Of course, it’s not just Memorial Day. The period between Memorial Day and Labor Day has been labeled the “The 100 Deadliest Days” for teenage drivers. Studies have found that teens are drinking at younger ages and are drinking more frequently during their summer vacations. The U.S. Department of Health and Human Services claims that approximately 5.8% of teens aged 16 and 17 reported driving under the influence of alcohol in 2010. The number jumps to 15.1% for 18- to 20-year-olds.
Here’s the thing: Colorado law enforcement knows all about these statistics, and they will be prepared. On holidays like Memorial Day, traffic police will be out in force looking to catch anyone who shows even the slightest sign of impairment. If you’re hoping to have a beer or two and then pop down to the store this holiday weekend, chances are you’ll be disappointed.
Colorado Has Strict Laws When It Comes to Impaired Driving
According to Colorado law, a DUI is defined as driving with a blood alcohol content level above .08%. A conviction means that you will face punishments that include fines, jail time, revoked driving privileges, and more. This is not to mention the collateral damage, such as steep increases to your insurance premiums, the potential for losing employment, a damaged reputation, and a permanent black mark on your record.
Colorado law distinguishes between a DUI (Driving Under the Influence), which is charged for drivers who registered a BAC of .08% or higher, and a DWAI (Driving While Ability Impaired), for those registering between .05% and .08%. Even if this was a first offense, it’s unlikely you’ll get off with a warning. The penalties for your first DUI include up to a year in jail, as much as a $1,000 fine, a suspended license, and 96 hours of community service. And while the penalties are slightly less severe for a DWAI, they are still harsh.
Of course, if you have any prior alcohol-related offenses, you’ll face worse repercussions. Not only are the penalties higher, but it’s more likely that the court will sentence you to the maximum.
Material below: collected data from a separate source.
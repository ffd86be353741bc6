pub mod activities;
pub mod chat;
pub mod doctor;
pub mod onboard;
pub mod serve;
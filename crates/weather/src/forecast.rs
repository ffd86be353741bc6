//! Forecast payload types and per-day selection.

use outly_core::weather::{Condition, Wind};
use serde::{Deserialize, Serialize};

/// Entries whose timestamp text contains this are the daily representative.
const DAILY_SLOT: &str = "12:00:00";

/// Number of days shown in a daily forecast row.
pub const DAILY_DAYS: usize = 5;

/// The provider's forecast response.
#[derive(Debug, Clone, Default, Serialize, Deserialize)]
pub struct ForecastData {
    #[serde(default)]
    pub list: Vec<ForecastEntry>,

    #[serde(default, skip_serializing_if = "Option::is_none")]
    pub city: Option<City>,
}

#[derive(Debug, Clone, Default, Serialize, Deserialize)]
pub struct City {
    #[serde(default)]
    pub name: String,
    #[serde(default, skip_serializing_if = "Option::is_none")]
    pub sunrise: Option<i64>,
    #[serde(default, skip_serializing_if = "Option::is_none")]
    pub sunset: Option<i64>,
}

/// One 3-hour forecast step.
#[derive(Debug, Clone, Default, Serialize, Deserialize)]
pub struct ForecastEntry {
    /// Unix timestamp (seconds)
    #[serde(default)]
    pub dt: i64,

    /// Provider timestamp text, "YYYY-MM-DD HH:MM:SS" in UTC
    #[serde(default)]
    pub dt_txt: String,

    #[serde(default)]
    pub main: ForecastReadings,

    #[serde(default)]
    pub weather: Vec<Condition>,

    #[serde(default)]
    pub wind: Wind,
}

#[derive(Debug, Clone, Default, Serialize, Deserialize)]
pub struct ForecastReadings {
    #[serde(default)]
    pub temp: f64,
    #[serde(default, skip_serializing_if = "Option::is_none")]
    pub temp_min: Option<f64>,
    #[serde(default, skip_serializing_if = "Option::is_none")]
    pub temp_max: Option<f64>,
    #[serde(default, skip_serializing_if = "Option::is_none")]
    pub humidity: Option<f64>,
    #[serde(default, skip_serializing_if = "Option::is_none")]
    pub pressure: Option<f64>,
}

impl ForecastEntry {
    /// Headline condition group, or "" when the provider sent none.
    pub fn condition_main(&self) -> &str {
        self.weather.first().map(|c| c.main.as_str()).unwrap_or_default()
    }
}

/// Pick one entry per day: the midday slot, for at most [`DAILY_DAYS`] days.
pub fn daily_forecast(entries: &[ForecastEntry]) -> Vec<&ForecastEntry> {
    entries
        .iter()
        .filter(|e| e.dt_txt.contains(DAILY_SLOT))
        .take(DAILY_DAYS)
        .collect()
}
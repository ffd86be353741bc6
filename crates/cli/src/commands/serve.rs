//! `outly serve`: Start the HTTP API server.

use outly_config::AppConfig;

pub async fn run(port_override: Option<u16>) -> Result<(), Box<dyn std::error::Error>> {
    let mut config = AppConfig::load().map_err(|e| format!("Failed to load config: {e}"))?;

    if let Some(port) = port_override {
        config.gateway.port = port;
    }

    println!("⛅ Outly Gateway");
    println!("   Listening:  {}:{}", config.gateway.host, config.gateway.port);
    println!("   Model:      {}", config.model);
    println!(
        "   Rate limit: {} requests / {} ms per client",
        config.rate_limit.limit, config.rate_limit.window_ms
    );

    outly_gateway::start(config).await?;

    Ok(())
}
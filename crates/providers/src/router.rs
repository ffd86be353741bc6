//! Provider construction from configuration.

use std::sync::Arc;
use std::time::Duration;

use outly_core::provider::Provider;
use tracing::info;

use crate::openai_compat::OpenAiCompatProvider;

/// Build the LLM provider described by `config`.
///
/// Returns `None` when no credential is configured. The orchestrator reports
/// that as a configuration error on each chat request.
pub fn build_from_config(config: &outly_config::AppConfig) -> Option<Arc<dyn Provider>> {
    let api_key = config
        .llm_api_key
        .as_deref()
        .map(str::trim)
        .filter(|k| !k.is_empty())?;

    let name = provider_name(&config.llm_base_url);
    info!(provider = %name, model = %config.model, "LLM provider configured");

    // Client deadline trails the orchestrator deadline.
    let client_timeout = Duration::from_secs(config.upstream.timeout_secs + 5);

    Some(Arc::new(OpenAiCompatProvider::with_timeout(
        name,
        &config.llm_base_url,
        api_key,
        client_timeout,
    )))
}

/// Derive a short provider name from its base URL host.
pub fn provider_name(base_url: &str) -> &'static str {
    if base_url.contains("groq.com") {
        "groq"
    } else if base_url.contains("openai.com") {
        "openai"
    } else if base_url.contains("openrouter.ai") {
        "openrouter"
    } else if base_url.contains("localhost") || base_url.contains("127.0.0.1") {
        "local"
    } else {
        "custom"
    }
}
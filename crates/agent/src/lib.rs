//! The advisory core of Outly.
//!
//! A chat request flows through three pieces:
//!
//! 1. **Admit**: the [`RateGovernor`] checks the caller's fixed-window budget
//! 2. **Ground**: the weather snapshot becomes a context sentence and is
//!    embedded in the system instruction ([`context`], [`prompt`])
//! 3. **Ask**: the [`ConversationOrchestrator`] sends system instruction,
//!    history and the new message to the LLM provider and returns the reply

pub mod context;
pub mod orchestrator;
pub mod prompt;
pub mod rate_limit;

pub use context::{WEATHER_UNAVAILABLE, format_weather_context};
pub use orchestrator::{ChatInput, ChatReply, ConversationOrchestrator, FALLBACK_REPLY, GenerationSettings};
pub use prompt::{activity_request, build_messages, system_instruction, weather_question};
pub use rate_limit::{Admission, ClientIdentity, RateGovernor};
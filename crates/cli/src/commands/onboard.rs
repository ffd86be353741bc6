//! `outly onboard`: First-time setup.

use outly_config::AppConfig;

pub async fn run() -> Result<(), Box<dyn std::error::Error>> {
    let config_dir = AppConfig::config_dir();
    let config_path = config_dir.join("config.toml");

    println!("⛅ Outly: First-Time Setup");
    println!("===========================\n");

    if !config_dir.exists() {
        std::fs::create_dir_all(&config_dir)?;
        println!("✅ Created config directory: {}", config_dir.display());
    } else {
        println!("  Config directory exists: {}", config_dir.display());
    }

    if config_path.exists() {
        println!("\n⚠️  Config already exists at: {}", config_path.display());
        println!("   Edit it manually or delete and re-run onboard.\n");
        return Ok(());
    }

    std::fs::write(&config_path, AppConfig::default_toml())?;
    println!("✅ Created config.toml at: {}", config_path.display());
    println!("\n📝 Next steps:");
    println!("   1. Set llm_api_key (or GROQ_API_KEY) for chat");
    println!("   2. Set [weather] api_key (or WEATHER_API_KEY) for live conditions");
    println!("   3. Run: outly doctor\n");

    Ok(())
}
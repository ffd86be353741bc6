//! # Outly Core
//!
//! Domain types, traits, and error definitions for the Outly weather advisor.
//! This crate has **no HTTP dependencies**. It defines the domain model that
//! the provider, weather, agent and gateway crates implement against.
//!
//! The LLM backend is a trait here; implementations live in `outly-providers`.

pub mod error;
pub mod language;
pub mod message;
pub mod provider;
pub mod weather;

// Re-export key types at crate root for ergonomics
pub use error::{Error, ProviderError, Result, WeatherError};
pub use language::Language;
pub use message::{ConversationTurn, Message, Role, TurnRole};
pub use provider::{Provider, ProviderRequest, ProviderResponse};
pub use weather::WeatherSnapshot;
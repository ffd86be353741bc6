//! Supported response languages.

use serde::{Deserialize, Serialize};

/// A language the advisor can answer in and the catalog is translated to.
#[derive(Debug, Clone, Copy, PartialEq, Eq, Hash, Default, Serialize, Deserialize)]
#[serde(rename_all = "lowercase")]
pub enum Language {
    #[default]
    En,
    Ja,
}

impl Language {
    /// Every supported language, in catalog column order.
    pub const ALL: [Language; 2] = [Language::En, Language::Ja];

    /// The wire code (`"en"`, `"ja"`), also passed to the weather provider.
    pub fn code(self) -> &'static str {
        match self {
            Language::En => "en",
            Language::Ja => "ja",
        }
    }

    /// The English name used inside the system prompt.
    pub fn prompt_name(self) -> &'static str {
        match self {
            Language::En => "English",
            Language::Ja => "Japanese",
        }
    }

    /// What a client shows when a chat request fails outright.
    pub fn error_apology(self) -> &'static str {
        match self {
            Language::En => "Sorry, an error occurred.",
            Language::Ja => "申し訳ありません。エラーが発生しました。",
        }
    }

    /// Column index into per-language tables.
    pub fn index(self) -> usize {
        match self {
            Language::En => 0,
            Language::Ja => 1,
        }
    }
}

impl std::str::FromStr for Language {
    type Err = String;

    fn from_str(s: &str) -> Result<Self, Self::Err> {
        match s.trim().to_ascii_lowercase().as_str() {
            "en" => Ok(Language::En),
            "ja" => Ok(Language::Ja),
            other => Err(format!("Unsupported language '{other}'. Use 'en' or 'ja'.")),
        }
    }
}

impl std::fmt::Display for Language {
    fn fmt(&self, f: &mut std::fmt::Formatter<'_>) -> std::fmt::Result {
        f.write_str(self.code())
    }
}

#[cfg(test)]
mod tests {
    use super::*;

    #[test]
    fn parses_codes_case_insensitively() {
        assert_eq!("JA".parse::<Language>().unwrap(), Language::Ja);
        assert_eq!(" en ".parse::<Language>().unwrap(), Language::En);
        assert!("fr".parse::<Language>().is_err());
    }

    #[test]
    fn default_is_english() {
        assert_eq!(Language::default(), Language::En);
        assert_eq!(Language::default().prompt_name(), "English");
    }

    #[test]
    fn serde_uses_lowercase_codes() {
        let lang: Language = serde_json::from_str("\"ja\"").unwrap();
        assert_eq!(lang, Language::Ja);
        assert_eq!(serde_json::to_string(&Language::En).unwrap(), "\"en\"");
    }
}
After multiple offenses, you can be charged with felony DUI, which carries a maximum of twelve years in jail and a $500,000 fine.
Furthermore, in addition to the institutional penalties, there is also a high cost associated with a DUI in Colorado. The Colorado Persistent Drunk Driver Committee conducted a study that found a first-time offender must spend an average of $13,530 when adding up all the court fees, fines, increased insurance, and legal expenses.
What to Do If You Get Pulled Over
Some people are frightened of taking a breathalyzer or other chemical test. However, refusing to do so triggers Colorado’s Express Consent law, which can cause a one-year revocation of your driving privileges. The suspension increases to two years for a second offense, and three years on a third offense. However, while refusing a chemical test can cause a license revocation, refusing field sobriety tests does not. If an officer requests that you perform a field sobriety test, politely but firmly refuse – and call your lawyer.
If you aren’t careful, a simple drive home this Memorial Day can turn into a life-altering event. If you’ve been charged with an alcohol-related driving offense, you can’t afford to face these charges alone. Talk with a Colorado Springs DUI defense attorney at The Bussey Law Firm, P.C., who can mount a vigorous defense on your behalf. Call (719) 475-2555 for a free consultation.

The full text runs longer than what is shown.